Pandas: No direct integration, but Pandas DataFrames can be saved to CSV files, which can be tracked with Git (or better, DVC for large CSVs).
NumPy: NumPy arrays can be saved to files (e.g., .npy format), which can be tracked with Git LFS or DVC.
Scikit-learn: Scikit-learn models can be saved using joblib or pickle and tracked with Git LFS or DVC.
TensorFlow/PyTorch: TensorFlow and PyTorch models are typically saved as HDF5 files (.h5) or serialized Python objects, which should be tracked with Git LFS or DVC.
MLflow: MLflow automatically tracks experiments, parameters, metrics, and models, and can integrate with Git to track the code associated with each run.
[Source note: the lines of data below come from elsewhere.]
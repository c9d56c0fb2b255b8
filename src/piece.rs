//! Value types shared by the rules engine and the players

use anyhow::{anyhow, Result};

use std::fmt;
use std::str::FromStr;

/// One of the two sides
///
/// White connects the left and right edges, Black connects the top and bottom edges.
#[derive(Copy, Clone, Eq, PartialEq, Hash, Debug)]
pub enum Color {
    White,
    Black,
}

impl Color {
    pub fn other(self) -> Self {
        match self {
            Color::White => Color::Black,
            Color::Black => Color::White,
        }
    }
}

impl fmt::Display for Color {
    fn fmt(&self, f: &mut fmt::Formatter<'_>) -> fmt::Result {
        match self {
            Color::White => write!(f, "White"),
            Color::Black => write!(f, "Black"),
        }
    }
}

/// The content of a single board cell
#[derive(Copy, Clone, Eq, PartialEq, Hash, Debug)]
pub enum Cell {
    White,
    Black,
    Empty,
}

impl Cell {
    pub fn is_empty(&self) -> bool {
        matches!(self, Cell::Empty)
    }
}

impl From<Color> for Cell {
    fn from(color: Color) -> Self {
        match color {
            Color::White => Cell::White,
            Color::Black => Cell::Black,
        }
    }
}

/// A cell together with its position on the board
#[derive(Copy, Clone, Eq, PartialEq, Hash, Debug)]
pub struct Piece {
    pub x: usize,
    pub y: usize,
    pub cell: Cell,
}

impl Piece {
    pub fn new(x: usize, y: usize, cell: Cell) -> Self {
        Self { x, y, cell }
    }

    pub fn position(&self) -> (usize, usize) {
        (self.x, self.y)
    }
}

impl fmt::Display for Piece {
    fn fmt(&self, f: &mut fmt::Formatter<'_>) -> fmt::Result {
        let status = match self.cell {
            Cell::White => "White",
            Cell::Black => "Black",
            Cell::Empty => "Empty",
        };
        write!(f, "{} piece at ({}, {})", status, self.x, self.y)
    }
}

/// A move intent, as exchanged with a game driver
///
/// Coordinates are zero-based. A `Step` moves the piece at `(from_x, from_y)` to the
/// empty cell `(to_x, to_y)`.
#[derive(Copy, Clone, Eq, PartialEq, Hash, Debug)]
pub enum Move {
    Add {
        x: usize,
        y: usize,
    },
    Step {
        to_x: usize,
        to_y: usize,
        from_x: usize,
        from_y: usize,
    },
    Quit,
}

impl fmt::Display for Move {
    fn fmt(&self, f: &mut fmt::Formatter<'_>) -> fmt::Result {
        match self {
            Move::Add { x, y } => write!(f, "{} {}", x, y),
            Move::Step {
                to_x,
                to_y,
                from_x,
                from_y,
            } => write!(f, "{} {} {} {}", to_x, to_y, from_x, from_y),
            Move::Quit => write!(f, "quit"),
        }
    }
}

/// Parses `"x y"` as an add, `"x y fx fy"` as a step and `"quit"` as a quit
impl FromStr for Move {
    type Err = anyhow::Error;

    fn from_str(input: &str) -> Result<Self> {
        let input = input.trim();
        if input.eq_ignore_ascii_case("quit") || input.eq_ignore_ascii_case("q") {
            return Ok(Move::Quit);
        }

        let coordinates = input
            .split_whitespace()
            .map(|token| {
                token
                    .parse::<usize>()
                    .map_err(|_| anyhow!("could not parse '{}' as a coordinate", token))
            })
            .collect::<Result<Vec<_>>>()?;

        match coordinates.as_slice() {
            &[x, y] => Ok(Move::Add { x, y }),
            &[to_x, to_y, from_x, from_y] => Ok(Move::Step {
                to_x,
                to_y,
                from_x,
                from_y,
            }),
            _ => Err(anyhow!(
                "invalid move '{}', expected 'x y', 'x y from_x from_y' or 'quit'",
                input
            )),
        }
    }
}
CI/CD (Continuous Integration/Continuous Delivery): Git is a core component of CI/CD pipelines. Tools like Jenkins, CircleCI, GitHub Actions, and GitLab CI can automatically build, test, and deploy code whenever changes are pushed to a Git repository.

8. Further Resources

Official Git Documentation: https://git-scm.com/doc
Git Tutorial: https://www.atlassian.com/git/tutorials
Git LFS Documentation: https://git-lfs.github.com/
DVC Documentation: https://dvc.org/
Pro Git Book (Free Online): https://git-scm.com/book
GitHub Learning Lab: https://lab.github.com/ This cheatsheet should provide a solid foundation for using Git effectively in your machine learning projects. Remember to practice and experiment with these commands to become comfortable with Git’s features. Good luck!